▶ _Problem to work on_: For the listing below, print exactly the lines from the line with "use std::collections::HashSet;" to the line with "#[derive(Debug, Clone)]", both included, and nothing beyond them.

#### Material shown

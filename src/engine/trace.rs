use std::collections::{HashMap, HashSet};

use crate::curriculum::Concept;

/// Upstream and downstream closure around one focused concept.
#[derive(Clone, Debug, Default, PartialEq, Eq)]
pub struct FocusState {
    pub focus: String,
    pub upstream: HashSet<String>,
    pub downstream: HashSet<String>,
}

impl FocusState {
    pub fn is_focus(&self, id: &str) -> bool {
        self.focus == id
    }

    pub fn is_upstream(&self, id: &str) -> bool {
        self.upstream.contains(id)
    }

    pub fn is_downstream(&self, id: &str) -> bool {
        self.downstream.contains(id)
    }

    /// Membership in `{focus} ∪ upstream ∪ downstream`.
    pub fn contains(&self, id: &str) -> bool {
        self.is_focus(id) || self.is_upstream(id) || self.is_downstream(id)
    }

    pub fn active(&self) -> HashSet<&str> {
        std::iter::once(self.focus.as_str())
            .chain(self.upstream.iter().map(String::as_str))
            .chain(self.downstream.iter().map(String::as_str))
            .collect()
    }

    pub(crate) fn on_upstream_path(&self, id: &str) -> bool {
        self.is_focus(id) || self.is_upstream(id)
    }

    pub(crate) fn on_downstream_path(&self, id: &str) -> bool {
        self.is_focus(id) || self.is_downstream(id)
    }
}

type Adjacency<'a> = HashMap<&'a str, Vec<&'a str>>;

fn adjacency(concepts: &[Concept]) -> (Adjacency<'_>, Adjacency<'_>) {
    let mut parents_of: Adjacency<'_> = HashMap::with_capacity(concepts.len());
    let mut children_of: Adjacency<'_> = HashMap::with_capacity(concepts.len());

    for concept in concepts {
        if parents_of.contains_key(concept.id.as_str()) {
            continue;
        }

        parents_of.insert(
            concept.id.as_str(),
            concept
                .prior_knowledge_ids
                .iter()
                .map(String::as_str)
                .collect(),
        );
        for prior_id in &concept.prior_knowledge_ids {
            children_of
                .entry(prior_id.as_str())
                .or_default()
                .push(concept.id.as_str());
        }
    }

    (parents_of, children_of)
}

fn walk(adjacency: &Adjacency<'_>, focus_id: &str) -> HashSet<String> {
    let mut reached = HashSet::new();
    let mut stack = vec![focus_id];

    while let Some(current) = stack.pop() {
        let Some(next_ids) = adjacency.get(current) else {
            continue;
        };

        for &next_id in next_ids {
            if next_id == focus_id || reached.contains(next_id) {
                continue;
            }

            reached.insert(next_id.to_owned());
            stack.push(next_id);
        }
    }

    reached
}

/// Collects every ancestor and descendant of `focus_id` under the prerequisite relation.
///
/// The walk is iterative with a visited set, so cyclic data terminates with a
/// finite closure. Prerequisite ids with no matching concept are kept as dead ends.
pub fn trace(concepts: &[Concept], focus_id: &str) -> FocusState {
    let (parents_of, children_of) = adjacency(concepts);

    let upstream = walk(&parents_of, focus_id);
    let downstream = walk(&children_of, focus_id);

    tracing::debug!(
        focus = focus_id,
        upstream = upstream.len(),
        downstream = downstream.len(),
        "traced focus closure"
    );

    FocusState {
        focus: focus_id.to_owned(),
        upstream,
        downstream,
    }
}

#[cfg(test)]
mod tests {
    use pretty_assertions::assert_eq;

    use super::*;

    fn set(ids: &[&str]) -> HashSet<String> {
        ids.iter().map(|id| (*id).to_owned()).collect()
    }

    #[test]
    fn linear_chain_splits_around_focus() {
        let concepts = vec![
            Concept::new("x1", "One", 6),
            Concept::new("x2", "Two", 7).with_prior(["x1"]),
            Concept::new("x3", "Three", 8).with_prior(["x2"]),
        ];

        let state = trace(&concepts, "x2");

        assert_eq!(state.upstream, set(&["x1"]));
        assert_eq!(state.downstream, set(&["x3"]));
        assert_eq!(state.active(), HashSet::from(["x1", "x2", "x3"]));
    }

    #[test]
    fn follows_diamonds_transitively() {
        let concepts = vec![
            Concept::new("root", "Root", 6),
            Concept::new("left", "Left", 7).with_prior(["root"]),
            Concept::new("right", "Right", 7).with_prior(["root"]),
            Concept::new("join", "Join", 8).with_prior(["left", "right"]),
            Concept::new("leaf", "Leaf", 9).with_prior(["join"]),
        ];

        let from_leaf = trace(&concepts, "leaf");
        assert_eq!(from_leaf.upstream, set(&["root", "left", "right", "join"]));
        assert!(from_leaf.downstream.is_empty());

        let from_root = trace(&concepts, "root");
        assert!(from_root.upstream.is_empty());
        assert_eq!(from_root.downstream, set(&["left", "right", "join", "leaf"]));
    }

    #[test]
    fn two_cycle_terminates() {
        let concepts = vec![
            Concept::new("A", "A", 6).with_prior(["B"]),
            Concept::new("B", "B", 6).with_prior(["A"]),
        ];

        let state = trace(&concepts, "A");

        assert_eq!(state.upstream, set(&["B"]));
        assert_eq!(state.downstream, set(&["B"]));
    }

    #[test]
    fn dangling_prerequisites_are_dead_ends() {
        let concepts = vec![Concept::new("a", "A", 6).with_prior(["ghost"])];

        let state = trace(&concepts, "a");

        assert_eq!(state.upstream, set(&["ghost"]));
        assert!(state.downstream.is_empty());
    }

    #[test]
    fn unknown_focus_is_a_lone_id() {
        let concepts = vec![Concept::new("a", "A", 6)];

        let state = trace(&concepts, "nope");

        assert!(state.upstream.is_empty());
        assert!(state.downstream.is_empty());
        assert_eq!(state.active(), HashSet::from(["nope"]));
    }

    #[test]
    fn self_reference_never_enters_closure() {
        let concepts = vec![Concept::new("a", "A", 6).with_prior(["a"])];

        let state = trace(&concepts, "a");

        assert!(state.upstream.is_empty());
        assert!(state.downstream.is_empty());
    }
}
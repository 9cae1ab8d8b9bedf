use std::collections::BTreeSet;

use serde::Serialize;

use crate::curriculum::ConceptRepository;
use crate::engine::{
    CLUSTER_PREVIEW_LIMIT, GraphOutput, GraphQuery, SearchHit, build_output, cluster,
    is_cluster_id, search,
};

/// Payload of a click on a concept node, forwarded verbatim to the host.
#[derive(Clone, Debug, PartialEq, Eq, Serialize)]
#[serde(rename_all = "camelCase")]
pub struct NodeSelection {
    pub concept_id: String,
    pub grade_level: u32,
    pub topic_id: String,
}

#[derive(Clone, Copy, Debug, PartialEq, Eq)]
pub enum NodeAction {
    ViewConcept,
    GenerateAssessment,
    GenerateScenario,
}

impl NodeAction {
    pub fn label(self) -> &'static str {
        match self {
            Self::ViewConcept => "view concept",
            Self::GenerateAssessment => "generate assessment",
            Self::GenerateScenario => "generate activity ideas",
        }
    }
}

/// Host side of node actions: navigation and content generation live there.
pub trait SelectionHandler {
    fn handle(&mut self, action: NodeAction, selection: &NodeSelection);
}

impl<F> SelectionHandler for F
where
    F: FnMut(NodeAction, &NodeSelection),
{
    fn handle(&mut self, action: NodeAction, selection: &NodeSelection) {
        self(action, selection)
    }
}

struct SearchCache {
    query: String,
    hits: Vec<SearchHit>,
}

/// Owns the reactive inputs and the last engine output.
///
/// Any input change marks the output dirty; the next `output()` call rebuilds
/// it from scratch. Toggling clustering only redoes the clustering step.
pub struct GraphView {
    repository: ConceptRepository,
    query: GraphQuery,
    search: String,
    graph_dirty: bool,
    clustering_dirty: bool,
    revision: u64,
    output: GraphOutput,
    search_cache: Option<SearchCache>,
}

impl GraphView {
    pub fn new(repository: ConceptRepository) -> Self {
        Self::with_query(repository, GraphQuery::default())
    }

    pub fn with_query(repository: ConceptRepository, query: GraphQuery) -> Self {
        Self {
            repository,
            query,
            search: String::new(),
            graph_dirty: true,
            clustering_dirty: false,
            revision: 0,
            output: GraphOutput::default(),
            search_cache: None,
        }
    }

    pub fn repository(&self) -> &ConceptRepository {
        &self.repository
    }

    pub fn query(&self) -> &GraphQuery {
        &self.query
    }

    pub fn revision(&self) -> u64 {
        self.revision
    }

    pub fn replace_repository(&mut self, repository: ConceptRepository) {
        self.repository = repository;
        self.search_cache = None;
        self.graph_dirty = true;
    }

    pub fn is_focused(&self) -> bool {
        self.query.focus_id.is_some()
    }

    /// Grade controls are disabled while a focus is active.
    pub fn toggle_grade(&mut self, level: u32) -> bool {
        if self.is_focused() {
            tracing::debug!(level, "ignoring grade toggle while focused");
            return false;
        }

        if !self.query.selected_grades.remove(&level) {
            self.query.selected_grades.insert(level);
        }
        self.graph_dirty = true;
        true
    }

    pub fn set_grades(&mut self, levels: impl IntoIterator<Item = u32>) -> bool {
        if self.is_focused() {
            return false;
        }

        let levels = levels.into_iter().collect::<BTreeSet<_>>();
        if levels != self.query.selected_grades {
            self.query.selected_grades = levels;
            self.graph_dirty = true;
        }
        true
    }

    pub fn focus(&mut self, concept_id: impl Into<String>) {
        let concept_id = concept_id.into();
        if self.query.focus_id.as_deref() == Some(concept_id.as_str()) {
            return;
        }

        if !self.repository.contains(&concept_id) {
            tracing::warn!(id = %concept_id, "focusing an unknown concept");
        }
        self.query.focus_id = Some(concept_id);
        self.graph_dirty = true;
    }

    pub fn clear_focus(&mut self) {
        if self.query.focus_id.take().is_some() {
            self.graph_dirty = true;
        }
    }

    pub fn set_clustered(&mut self, clustered: bool) {
        if self.query.clustered != clustered {
            self.query.clustered = clustered;
            self.clustering_dirty = true;
        }
    }

    pub fn search_query(&self) -> &str {
        &self.search
    }

    pub fn set_search(&mut self, query: impl Into<String>) {
        self.search = query.into();
    }

    pub fn search_results(&mut self) -> &[SearchHit] {
        let stale = self
            .search_cache
            .as_ref()
            .is_none_or(|cache| cache.query != self.search);

        if stale {
            let hits = search(self.repository.concepts(), &self.search)
                .into_iter()
                .map(SearchHit::from)
                .collect();
            self.search_cache = Some(SearchCache {
                query: self.search.clone(),
                hits,
            });
        }

        self.search_cache
            .as_ref()
            .map(|cache| cache.hits.as_slice())
            .unwrap_or_default()
    }

    /// Jumps into single-concept detail: focus the hit, clear the query, uncluster.
    pub fn select_search_result(&mut self, concept_id: &str) {
        self.focus(concept_id);
        self.search.clear();
        self.set_clustered(false);
    }

    /// Handles a click on a rendered node. Concept nodes become the focus;
    /// cluster nodes belong to the render adapter and yield `None`.
    pub fn select_node(&mut self, node_id: &str) -> Option<NodeSelection> {
        if is_cluster_id(node_id) {
            return None;
        }

        let concept = self.repository.get(node_id)?;
        let selection = NodeSelection {
            concept_id: concept.id.clone(),
            grade_level: concept.grade_level,
            topic_id: concept.topic_id.clone(),
        };

        self.focus(node_id);
        Some(selection)
    }

    pub fn dispatch(
        &self,
        action: NodeAction,
        selection: &NodeSelection,
        handler: &mut impl SelectionHandler,
    ) {
        tracing::debug!(action = action.label(), concept = %selection.concept_id, "dispatching node action");
        handler.handle(action, selection);
    }

    pub fn output(&mut self) -> &GraphOutput {
        if self.graph_dirty {
            self.output = build_output(&self.repository, &self.query);
            self.revision = self.revision.wrapping_add(1);
            self.graph_dirty = false;
            self.clustering_dirty = false;
        } else if self.clustering_dirty {
            self.output.clustering = self.query.clustered.then(|| {
                cluster(&self.output.graph.nodes, &self.repository, CLUSTER_PREVIEW_LIMIT)
            });
            self.clustering_dirty = false;
        }

        &self.output
    }
}
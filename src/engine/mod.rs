//! Concept graph engine: visibility, focus closure, roles, clusters and search.
//!
//! Every operation is a pure function of the concept list and the current
//! inputs. Callers recompute wholesale whenever an input changes.

mod build;
mod classify;
mod cluster;
mod search;
mod trace;

pub use build::{
    GraphOutput, GraphQuery, NodeTooltip, VisibleEdge, VisibleGraph, VisibleNode, build,
    build_output,
};
pub use classify::{Role, classify_edge, classify_node};
pub use cluster::{
    CLUSTER_ID_PREFIX, Cluster, ClusterEdge, ClusterTooltip, Clustering, cluster,
    cluster_node_id, is_cluster_id,
};
pub use search::{MIN_QUERY_CHARS, SearchHit, search};
pub use trace::{FocusState, trace};

pub const DEFAULT_GRADE: u32 = 6;
pub const CLUSTER_PREVIEW_LIMIT: usize = 10;
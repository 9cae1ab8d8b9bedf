use std::collections::{HashMap, HashSet};

use serde::{Deserialize, Serialize};

pub const FALLBACK_TOPIC_TITLE: &str = "General";

/// A single curriculum knowledge unit, stamped with its owning grade and topic.
#[derive(Clone, Debug, PartialEq, Eq, Serialize, Deserialize)]
#[serde(rename_all = "camelCase")]
pub struct Concept {
    pub id: String,
    pub title: String,
    #[serde(default)]
    pub description: String,
    pub grade_level: u32,
    pub topic_id: String,
    /// Prerequisites, read as directed edges `prerequisite -> self`.
    #[serde(default)]
    pub prior_knowledge_ids: Vec<String>,
}

impl Concept {
    pub fn new(id: impl Into<String>, title: impl Into<String>, grade_level: u32) -> Self {
        Self {
            id: id.into(),
            title: title.into(),
            description: String::new(),
            grade_level,
            topic_id: String::new(),
            prior_knowledge_ids: Vec::new(),
        }
    }

    pub fn with_topic(mut self, topic_id: impl Into<String>) -> Self {
        self.topic_id = topic_id.into();
        self
    }

    pub fn with_description(mut self, description: impl Into<String>) -> Self {
        self.description = description.into();
        self
    }

    pub fn with_prior<I, S>(mut self, ids: I) -> Self
    where
        I: IntoIterator<Item = S>,
        S: Into<String>,
    {
        self.prior_knowledge_ids = ids.into_iter().map(Into::into).collect();
        self
    }
}

#[derive(Clone, Debug, PartialEq, Eq)]
pub struct TopicInfo {
    pub id: String,
    pub title: String,
    pub grade_level: u32,
}

#[derive(Clone, Debug, PartialEq, Eq, Serialize)]
pub struct GradeInfo {
    pub level: u32,
    pub title: String,
}

/// Read-only concept list plus the topic and grade indices used for labels.
#[derive(Clone, Debug, Default)]
pub struct ConceptRepository {
    concepts: Vec<Concept>,
    index_by_id: HashMap<String, usize>,
    topics: HashMap<String, TopicInfo>,
    grades: Vec<GradeInfo>,
}

impl ConceptRepository {
    pub fn new(concepts: Vec<Concept>) -> Self {
        Self::with_catalog(concepts, Vec::new(), Vec::new())
    }

    pub(crate) fn with_catalog(
        concepts: Vec<Concept>,
        topics: Vec<TopicInfo>,
        grades: Vec<GradeInfo>,
    ) -> Self {
        let mut index_by_id = HashMap::with_capacity(concepts.len());
        for (index, concept) in concepts.iter().enumerate() {
            if index_by_id.contains_key(&concept.id) {
                tracing::warn!(id = %concept.id, "duplicate concept id; keeping first occurrence");
                continue;
            }
            index_by_id.insert(concept.id.clone(), index);
        }

        let mut topics = topics
            .into_iter()
            .map(|topic| (topic.id.clone(), topic))
            .collect::<HashMap<_, _>>();
        for concept in &concepts {
            topics
                .entry(concept.topic_id.clone())
                .or_insert_with(|| TopicInfo {
                    id: concept.topic_id.clone(),
                    title: FALLBACK_TOPIC_TITLE.to_owned(),
                    grade_level: concept.grade_level,
                });
        }

        let mut grades = grades;
        if grades.is_empty() {
            let mut levels = concepts
                .iter()
                .map(|concept| concept.grade_level)
                .collect::<Vec<_>>();
            levels.sort_unstable();
            levels.dedup();
            grades = levels
                .into_iter()
                .map(|level| GradeInfo {
                    level,
                    title: format!("Grade {level}"),
                })
                .collect();
        }

        let repository = Self {
            concepts,
            index_by_id,
            topics,
            grades,
        };
        repository.log_diagnostics();
        repository
    }

    fn log_diagnostics(&self) {
        let mut dangling = 0usize;
        for concept in &self.concepts {
            let mut seen = HashSet::new();
            for prior_id in &concept.prior_knowledge_ids {
                if !seen.insert(prior_id.as_str()) {
                    tracing::debug!(id = %concept.id, prior = %prior_id, "repeated prerequisite");
                }
                if prior_id == &concept.id {
                    tracing::warn!(id = %concept.id, "concept lists itself as a prerequisite");
                } else if !self.index_by_id.contains_key(prior_id) {
                    dangling += 1;
                    tracing::debug!(id = %concept.id, prior = %prior_id, "dangling prerequisite");
                }
            }
        }

        if dangling > 0 {
            tracing::warn!(dangling, "prerequisite references point at unknown concepts");
        }
    }

    pub fn concepts(&self) -> &[Concept] {
        &self.concepts
    }

    pub fn get(&self, id: &str) -> Option<&Concept> {
        self.index_by_id
            .get(id)
            .and_then(|&index| self.concepts.get(index))
    }

    pub fn contains(&self, id: &str) -> bool {
        self.index_by_id.contains_key(id)
    }

    pub fn topic(&self, topic_id: &str) -> Option<&TopicInfo> {
        self.topics.get(topic_id)
    }

    pub fn topic_title(&self, topic_id: &str) -> &str {
        self.topics
            .get(topic_id)
            .map(|topic| topic.title.as_str())
            .filter(|title| !title.is_empty())
            .unwrap_or(FALLBACK_TOPIC_TITLE)
    }

    pub fn grades(&self) -> &[GradeInfo] {
        &self.grades
    }

    pub fn len(&self) -> usize {
        self.concepts.len()
    }

    pub fn is_empty(&self) -> bool {
        self.concepts.is_empty()
    }

    pub fn edge_count(&self) -> usize {
        self.concepts
            .iter()
            .map(|concept| concept.prior_knowledge_ids.len())
            .sum()
    }
}

#[cfg(test)]
mod tests {
    use pretty_assertions::assert_eq;

    use super::*;

    #[test]
    fn first_duplicate_wins_lookup() {
        let repository = ConceptRepository::new(vec![
            Concept::new("a", "First", 6),
            Concept::new("a", "Second", 7),
        ]);

        assert_eq!(repository.len(), 2);
        assert_eq!(repository.get("a").map(|c| c.title.as_str()), Some("First"));
    }

    #[test]
    fn unknown_topics_fall_back_to_general() {
        let repository =
            ConceptRepository::new(vec![Concept::new("a", "Fractions", 6).with_topic("t-1")]);

        assert_eq!(repository.topic_title("t-1"), FALLBACK_TOPIC_TITLE);
        assert_eq!(repository.topic_title("missing"), FALLBACK_TOPIC_TITLE);
        assert_eq!(repository.topic("t-1").map(|t| t.grade_level), Some(6));
    }

    #[test]
    fn derives_grades_when_catalog_is_empty() {
        let repository = ConceptRepository::new(vec![
            Concept::new("b", "B", 8),
            Concept::new("a", "A", 6),
            Concept::new("c", "C", 8),
        ]);

        let levels = repository
            .grades()
            .iter()
            .map(|grade| grade.level)
            .collect::<Vec<_>>();
        assert_eq!(levels, vec![6, 8]);
    }
}
//! Insight tools: extract_features.

use serde_json::json;

use super::{McpTool, ToolContext};
use crate::error::{EmbeddingError, ToolError, ToolResult};
use crate::formatters;
use crate::models::{ExtractFeaturesInput, ResponseFormat};

/// Extract key findings from an abstract.
pub struct ExtractFeaturesTool;

#[async_trait::async_trait]
impl McpTool for ExtractFeaturesTool {
    fn name(&self) -> &'static str {
        "extract_features"
    }

    fn description(&self) -> &'static str {
        "Extract the main outcome and methodology from an abstract using a \
         question-answering model. Pass the abstract directly or the DOI of an article \
         in the current results."
    }

    fn input_schema(&self) -> serde_json::Value {
        json!({
            "type": "object",
            "properties": {
                "abstract": {
                    "type": "string",
                    "description": "Abstract text"
                },
                "doi": {
                    "type": "string",
                    "description": "DOI of an article in the current results"
                },
                "responseFormat": {
                    "type": "string",
                    "enum": ["markdown", "json"],
                    "default": "markdown"
                }
            }
        })
    }

    async fn execute(&self, ctx: &ToolContext, input: serde_json::Value) -> ToolResult<String> {
        let params: ExtractFeaturesInput = serde_json::from_value(input)?;

        let extractor = ctx
            .features
            .as_ref()
            .ok_or_else(|| EmbeddingError::NotConfigured("Feature extraction".to_string()))?;

        let (title, text) = match (params.r#abstract.as_deref(), params.doi.as_deref()) {
            (Some(text), _) if !text.trim().is_empty() => (None, text.trim().to_string()),
            (_, Some(doi)) => {
                let session = ctx.session.lock().await;
                let article = session.find_by_doi(doi).ok_or_else(|| {
                    ToolError::validation("doi", format!("'{doi}' is not in the current results"))
                })?;
                if !article.article.has_abstract() {
                    return Err(ToolError::unavailable(format!("no abstract for '{doi}'")));
                }
                (Some(article.article.title.clone()), article.article.r#abstract.clone())
            }
            _ => return Err(ToolError::validation("abstract", "provide an abstract or a doi")),
        };

        let features = extractor.extract_features(&text).await?;
        tracing::debug!(count = features.len(), "Features extracted");

        match params.response_format {
            ResponseFormat::Markdown => {
                Ok(formatters::format_features_markdown(title.as_deref(), &features))
            }
            ResponseFormat::Json => Ok(serde_json::to_string_pretty(&formatters::features_json(
                params.doi.as_deref(),
                &features,
            ))?),
        }
    }
}
//! Crossref `/works` adapter.
//!
//! Runs a bibliographic best-match query (one row) next to the paged relevance query
//! and concatenates both, best match first.

use std::collections::HashSet;

use async_trait::async_trait;

use super::{SourceAdapter, decode_items, page_offset};
use crate::client::HttpClient;
use crate::config::Config;
use crate::error::ClientResult;
use crate::models::{CrossrefItem, CrossrefResponse, RawRecord, SourceKind};

const SELECT_FIELDS: &str =
    "DOI,title,author,container-title,published,abstract,subject,type,is-referenced-by-count,reference";

const JOURNAL_ARTICLE_FILTER: &str = "type:journal-article";

#[derive(Debug, Clone)]
pub struct CrossrefSource {
    client: HttpClient,
    base_url: String,
    per_page: u32,
}

impl CrossrefSource {
    #[must_use]
    pub fn new(client: HttpClient, config: &Config) -> Self {
        Self {
            client,
            base_url: config.crossref_api_url.clone(),
            per_page: config.items_per_source,
        }
    }

    fn exact_match_params(query: &str) -> Vec<(String, String)> {
        vec![
            ("query.bibliographic".to_string(), query.to_string()),
            ("rows".to_string(), "1".to_string()),
            ("sort".to_string(), "relevance".to_string()),
            ("order".to_string(), "desc".to_string()),
            ("select".to_string(), SELECT_FIELDS.to_string()),
            ("filter".to_string(), JOURNAL_ARTICLE_FILTER.to_string()),
        ]
    }

    fn paged_params(&self, query: &str, page: u32) -> Vec<(String, String)> {
        vec![
            ("query".to_string(), query.to_string()),
            ("rows".to_string(), self.per_page.to_string()),
            ("offset".to_string(), page_offset(page, self.per_page).to_string()),
            ("sort".to_string(), "relevance".to_string()),
            ("order".to_string(), "desc".to_string()),
            ("select".to_string(), SELECT_FIELDS.to_string()),
            ("filter".to_string(), JOURNAL_ARTICLE_FILTER.to_string()),
        ]
    }
}

#[async_trait]
impl SourceAdapter for CrossrefSource {
    fn kind(&self) -> SourceKind {
        SourceKind::Crossref
    }

    async fn fetch(&self, query: &str, page: u32) -> ClientResult<Vec<RawRecord>> {
        let url = format!("{}/works", self.base_url);
        let exact_params = Self::exact_match_params(query);
        let paged_params = self.paged_params(query, page);

        let (exact, paged) = tokio::join!(
            self.client.get_json::<CrossrefResponse>(&url, &exact_params),
            self.client.get_json::<CrossrefResponse>(&url, &paged_params),
        );
        let (exact, paged) = (exact?, paged?);

        let items = exact.message.items.into_iter().chain(paged.message.items).collect();
        let items: Vec<CrossrefItem> = decode_items(SourceKind::Crossref, items);

        let mut seen = HashSet::new();
        let records = items
            .into_iter()
            .filter(CrossrefItem::is_article)
            .filter(|item| match &item.doi {
                Some(doi) => seen.insert(doi.to_lowercase()),
                None => true,
            })
            .map(RawRecord::Crossref)
            .collect();

        Ok(records)
    }
}
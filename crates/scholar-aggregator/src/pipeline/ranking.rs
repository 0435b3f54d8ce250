//! Composite ranking score.
//!
//! `score = w_r * relevance + w_c * ln(c + 1) / ln(base) + w_d * recency + w_e * exact`

use chrono::{Datelike, NaiveDate};

use super::filter::parse_article_date;
use crate::config::RankingWeights;
use crate::models::Article;

/// Log-scaled citation count; reaches 1.0 at `log_base - 1` citations and keeps growing.
#[must_use]
pub fn normalized_citations(citation_count: u64, log_base: f64) -> f64 {
    if log_base <= 1.0 {
        return 0.0;
    }
    (citation_count as f64 + 1.0).ln() / log_base.ln()
}

/// Linear decay from 1 (this year) to 0 at `horizon_years`. Future years count as 0 years old.
#[must_use]
pub fn recency(publication_year: i32, current_year: i32, horizon_years: f64) -> f64 {
    if horizon_years <= 0.0 {
        return 0.0;
    }
    let years = f64::from((current_year - publication_year).max(0));
    (1.0 - years / horizon_years).max(0.0)
}

/// `1 - levenshtein / max(len)`, over characters. Two empty words are identical.
#[must_use]
pub fn word_similarity(a: &str, b: &str) -> f64 {
    let max_len = a.chars().count().max(b.chars().count());
    if max_len == 0 {
        return 1.0;
    }
    1.0 - strsim::levenshtein(a, b) as f64 / max_len as f64
}

/// True if at least `threshold` of the query words have a title word at least
/// `threshold` similar.
#[must_use]
pub fn fuzzy_title_match(query: &str, title: &str, threshold: f64) -> bool {
    let query_words: Vec<String> = query.split_whitespace().map(str::to_lowercase).collect();
    if query_words.is_empty() {
        return false;
    }
    let title_words: Vec<String> = title.split_whitespace().map(str::to_lowercase).collect();

    let matched = query_words
        .iter()
        .filter(|q| title_words.iter().any(|t| word_similarity(q, t) >= threshold))
        .count();

    matched as f64 / query_words.len() as f64 >= threshold
}

/// Weighted sum of the four ranking signals.
#[must_use]
pub fn ranking_score(
    relevance: f64,
    citation_count: u64,
    publication_year: i32,
    exact_match: bool,
    current_year: i32,
    weights: &RankingWeights,
) -> f64 {
    weights.relevance * relevance
        + weights.citations * normalized_citations(citation_count, weights.citation_log_base)
        + weights.recency * recency(publication_year, current_year, weights.recency_horizon_years)
        + weights.exact_match * if exact_match { 1.0 } else { 0.0 }
}

/// Ranking score of `article` for `query` given its relevance.
#[must_use]
pub fn rank_article(
    query: &str,
    article: &Article,
    relevance: f64,
    today: NaiveDate,
    weights: &RankingWeights,
) -> f64 {
    let year = parse_article_date(&article.date, today).year();
    let exact = fuzzy_title_match(query, &article.title, weights.match_threshold);
    ranking_score(relevance, article.citation_count, year, exact, today.year(), weights)
}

########

▶ _Response area_:
use std::collections::HashSet;

use async_trait::async_trait;

use super::{SourceAdapter, decode_items, page_offset};
use crate::client::HttpClient;
use crate::config::Config;
use crate::error::ClientResult;
use crate::models::{CrossrefItem, CrossrefResponse, RawRecord, SourceKind};

const SELECT_FIELDS: &str =
    "DOI,title,author,container-title,published,abstract,subject,type,is-referenced-by-count,reference";

const JOURNAL_ARTICLE_FILTER: &str = "type:journal-article";

#[derive(Debug, Clone)]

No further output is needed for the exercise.